More Shibori with Natural Dyes
Above, cochineal and indigo on cotton voile
Summer's here and the time is right for... indigo dyeing! Actually, any time is right for indigo dyeing, but in summer you can hang your pieces outside to dry. They always look more beautiful in the sunlight.
My theory on dyeing is simple: There are virtually no mistakes. I mean this. If you create a color or a pattern that doesn't appeal to you -- or, let's face it, that you can't STAND -- then you simply overdye it, or discharge it, or make it into a garment that maximizes its seemingly limited potential. I have dyed fabric that I really thought was unsuccessful, only to sew it into a garment and have it turn out to be really appealing!
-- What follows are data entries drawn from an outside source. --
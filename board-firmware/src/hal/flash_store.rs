// Flacher Dateispeicher in der Daten-Partition des Flash
//
// Jede Datei belegt einen festen 4-KB-Slot:
//
//   [0]        Pfadlänge (0xFF = Slot frei)
//   [1..33]    Pfad
//   [33..37]   Datenlänge (u32, little-endian)
//   [40..]     Daten

use board_core::{Storage, StorageError};
use defmt::{Debug2Format, error, info, warn};
use embassy_sync::blocking_mutex::raw::CriticalSectionRawMutex;
use embassy_sync::mutex::Mutex;
use embedded_storage::{ReadStorage, Storage as _};
use esp_storage::FlashStorage;

use crate::config::{FILE_PATH_CAPACITY, FILE_SLOT_COUNT, FILE_SLOT_SIZE};

/// Flash, geteilt zwischen Dateispeicher und OTA-Updater
pub type SharedFlash = Mutex<CriticalSectionRawMutex, FlashStorage<'static>>;

const HEADER_SIZE: usize = 40;
const PATH_OFFSET: usize = 1;
const LENGTH_OFFSET: usize = PATH_OFFSET + FILE_PATH_CAPACITY;
const EMPTY_SLOT: u8 = 0xFF;

/// Ohne gültige Daten-Partition (`region == None`) schlägt jeder Zugriff mit
/// [`StorageError::Io`] fehl; Bootloader, Partitionstabelle und App bleiben unberührt.
pub struct FlashFileStore {
    flash: &'static SharedFlash,
    region: Option<u32>,
}

struct SlotHeader {
    path_len: u8,
    path: [u8; FILE_PATH_CAPACITY],
    data_len: u32,
}

impl SlotHeader {
    fn parse(raw: &[u8; HEADER_SIZE]) -> Self {
        let mut path = [0u8; FILE_PATH_CAPACITY];
        path.copy_from_slice(&raw[PATH_OFFSET..LENGTH_OFFSET]);
        let mut len = [0u8; 4];
        len.copy_from_slice(&raw[LENGTH_OFFSET..LENGTH_OFFSET + 4]);
        Self {
            path_len: raw[0],
            path,
            data_len: u32::from_le_bytes(len),
        }
    }

    fn encode(path: &str, data_len: u32) -> [u8; HEADER_SIZE] {
        let mut raw = [0xFFu8; HEADER_SIZE];
        raw[0] = path.len() as u8;
        raw[PATH_OFFSET..PATH_OFFSET + path.len()].copy_from_slice(path.as_bytes());
        raw[LENGTH_OFFSET..LENGTH_OFFSET + 4].copy_from_slice(&data_len.to_le_bytes());
        raw
    }

    fn is_empty(&self) -> bool {
        self.path_len == EMPTY_SLOT
    }

    fn matches(&self, path: &str) -> bool {
        let len = self.path_len as usize;
        !self.is_empty() && len <= FILE_PATH_CAPACITY && &self.path[..len] == path.as_bytes()
    }
}

/// Basis-Offset der Slots, falls die Partition alle Slots aufnehmen kann
pub fn file_region(partition: Option<(u32, u32)>) -> Option<u32> {
    let (base, len) = partition?;
    (len >= FILE_SLOT_SIZE * FILE_SLOT_COUNT).then_some(base)
}

impl FlashFileStore {
    /// `partition`: Offset und Größe der Daten-Partition aus der Partitionstabelle
    pub fn new(flash: &'static SharedFlash, partition: Option<(u32, u32)>) -> Self {
        let region = file_region(partition);
        match (partition, region) {
            (None, _) => error!("STORAGE: No data partition, files are not persisted"),
            (Some((_, len)), None) => error!(
                "STORAGE: Data partition too small ({} of {} bytes), files are not persisted",
                len,
                FILE_SLOT_SIZE * FILE_SLOT_COUNT
            ),
            (Some((base, len)), Some(_)) => info!("STORAGE: Data partition at {:#x} ({} bytes)", base, len),
        }
        Self { flash, region }
    }

    fn base(&self) -> Result<u32, StorageError> {
        self.region.ok_or(StorageError::Io)
    }

    fn slot_offset(base: u32, slot: u32) -> u32 {
        base + slot * FILE_SLOT_SIZE
    }

    fn read_header(flash: &mut FlashStorage<'static>, offset: u32) -> Result<SlotHeader, StorageError> {
        let mut raw = [0u8; HEADER_SIZE];
        flash.read(offset, &mut raw).map_err(|e| {
            warn!("STORAGE: Flash read failed: {}", Debug2Format(&e));
            StorageError::Io
        })?;
        Ok(SlotHeader::parse(&raw))
    }

    /// Slot der Datei oder (falls nicht vorhanden) der erste freie Slot
    fn find_slot(
        flash: &mut FlashStorage<'static>,
        base: u32,
        path: &str,
    ) -> Result<(Option<u32>, Option<u32>), StorageError> {
        let mut free = None;
        for slot in 0..FILE_SLOT_COUNT {
            let header = Self::read_header(flash, Self::slot_offset(base, slot))?;
            if header.matches(path) {
                return Ok((Some(slot), free));
            }
            if header.is_empty() && free.is_none() {
                free = Some(slot);
            }
        }
        Ok((None, free))
    }
}

impl Storage for FlashFileStore {
    fn read(&mut self, path: &str, buf: &mut [u8]) -> Result<usize, StorageError> {
        let base = self.base()?;
        let mut flash = self.flash.try_lock().map_err(|_| StorageError::Io)?;
        let (slot, _) = Self::find_slot(&mut flash, base, path)?;
        let slot = slot.ok_or(StorageError::NotFound)?;

        let offset = Self::slot_offset(base, slot);
        let len = Self::read_header(&mut flash, offset)?.data_len as usize;
        if len > FILE_SLOT_SIZE as usize - HEADER_SIZE {
            return Err(StorageError::Io);
        }
        if len > buf.len() {
            return Err(StorageError::TooLarge);
        }
        flash
            .read(offset + HEADER_SIZE as u32, &mut buf[..len])
            .map_err(|_| StorageError::Io)?;
        Ok(len)
    }

    fn write(&mut self, path: &str, data: &[u8]) -> Result<(), StorageError> {
        if path.is_empty() || path.len() > FILE_PATH_CAPACITY || data.len() > FILE_SLOT_SIZE as usize - HEADER_SIZE {
            return Err(StorageError::TooLarge);
        }
        let base = self.base()?;
        let mut flash = self.flash.try_lock().map_err(|_| StorageError::Io)?;
        let slot = match Self::find_slot(&mut flash, base, path)? {
            (Some(slot), _) => slot,
            (None, Some(free)) => free,
            (None, None) => {
                warn!("STORAGE: No free slot for {}", path);
                return Err(StorageError::Io);
            }
        };

        // Daten vor dem Header schreiben: ein Abbruch lässt den alten Header stehen
        let offset = Self::slot_offset(base, slot);
        flash
            .write(offset + HEADER_SIZE as u32, data)
            .map_err(|_| StorageError::Io)?;
        flash
            .write(offset, &SlotHeader::encode(path, data.len() as u32))
            .map_err(|_| StorageError::Io)
    }
}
Now, having said this, I have had my share of flops, particularly with natural dyes. I find dyeing with natural dyes a far greater challenge than dyeing with chemical dyes. You have a harder time getting saturated colors, for one. It takes more work. Also, it's much, much harder to get the full range of colors that you can achieve with chemical dyes. Turquoise, for one, is an elusive color to achieve with natural dyes.
However, I do love the feeling, concept, ethos, whatever, of using dyes that come straight from nature. No detours, no factories, no threats to our threatened environment.
OK, enough lecturing!
Today, my friend Joan Rusitzky and I got our hands (and her floor) blue in an indigo vat. Joan is a wonderful dyer and shibori artist who sells her work at the Memorial Art Gallery in Rochester, NY, among others.
Here are some of the results:
This, above, is a full view of the cotton voile yardage that I dyed in cochineal and indigo. I first immersed this piece in cochineal, not minding irregularities or blotchiness. Then I immersed it in an indigo discharge vat. (Someday I will make a fermentation vat, but that's another blog post.)
Finally, today, I rolled the fabric up lengthwise, tied it with rubber bands and string, and dipped it about five times in an indigo vat. The fabric you see is still oxidizing; it hasn't been washed yet and certainly hasn't been ironed. I'm not at all sure what I will make of it or what embellishments it needs -- but isn't that part of the fun? Discovering what something "wants" to become?
This is a scarf blank that I purchased from Thai Silks. It's a wool/silk blend, which gives it a nice hand and an interesting texture. Initially, I dyed this with onion skins and then walnut, to give it a golden-brown base color. Then I folded it, placed two wooden blocks on either side, clamped it, and immersed it about three times in the indigo vat. The darker color is a deep teal, which I really like.
This is another piece that needs more work. I may add another layer to this scarf, maybe a lace layer using fine wool/stainless steel yarn from Habu Textiles, knitted up on my knitting machine.
As every textile artist knows, the ideas come a lot faster than the final product. You have to love the journey.
To all my fellow fiber travelers out there: All those who wander are not lost, that's for sure. We create a lot of beauty as we wander!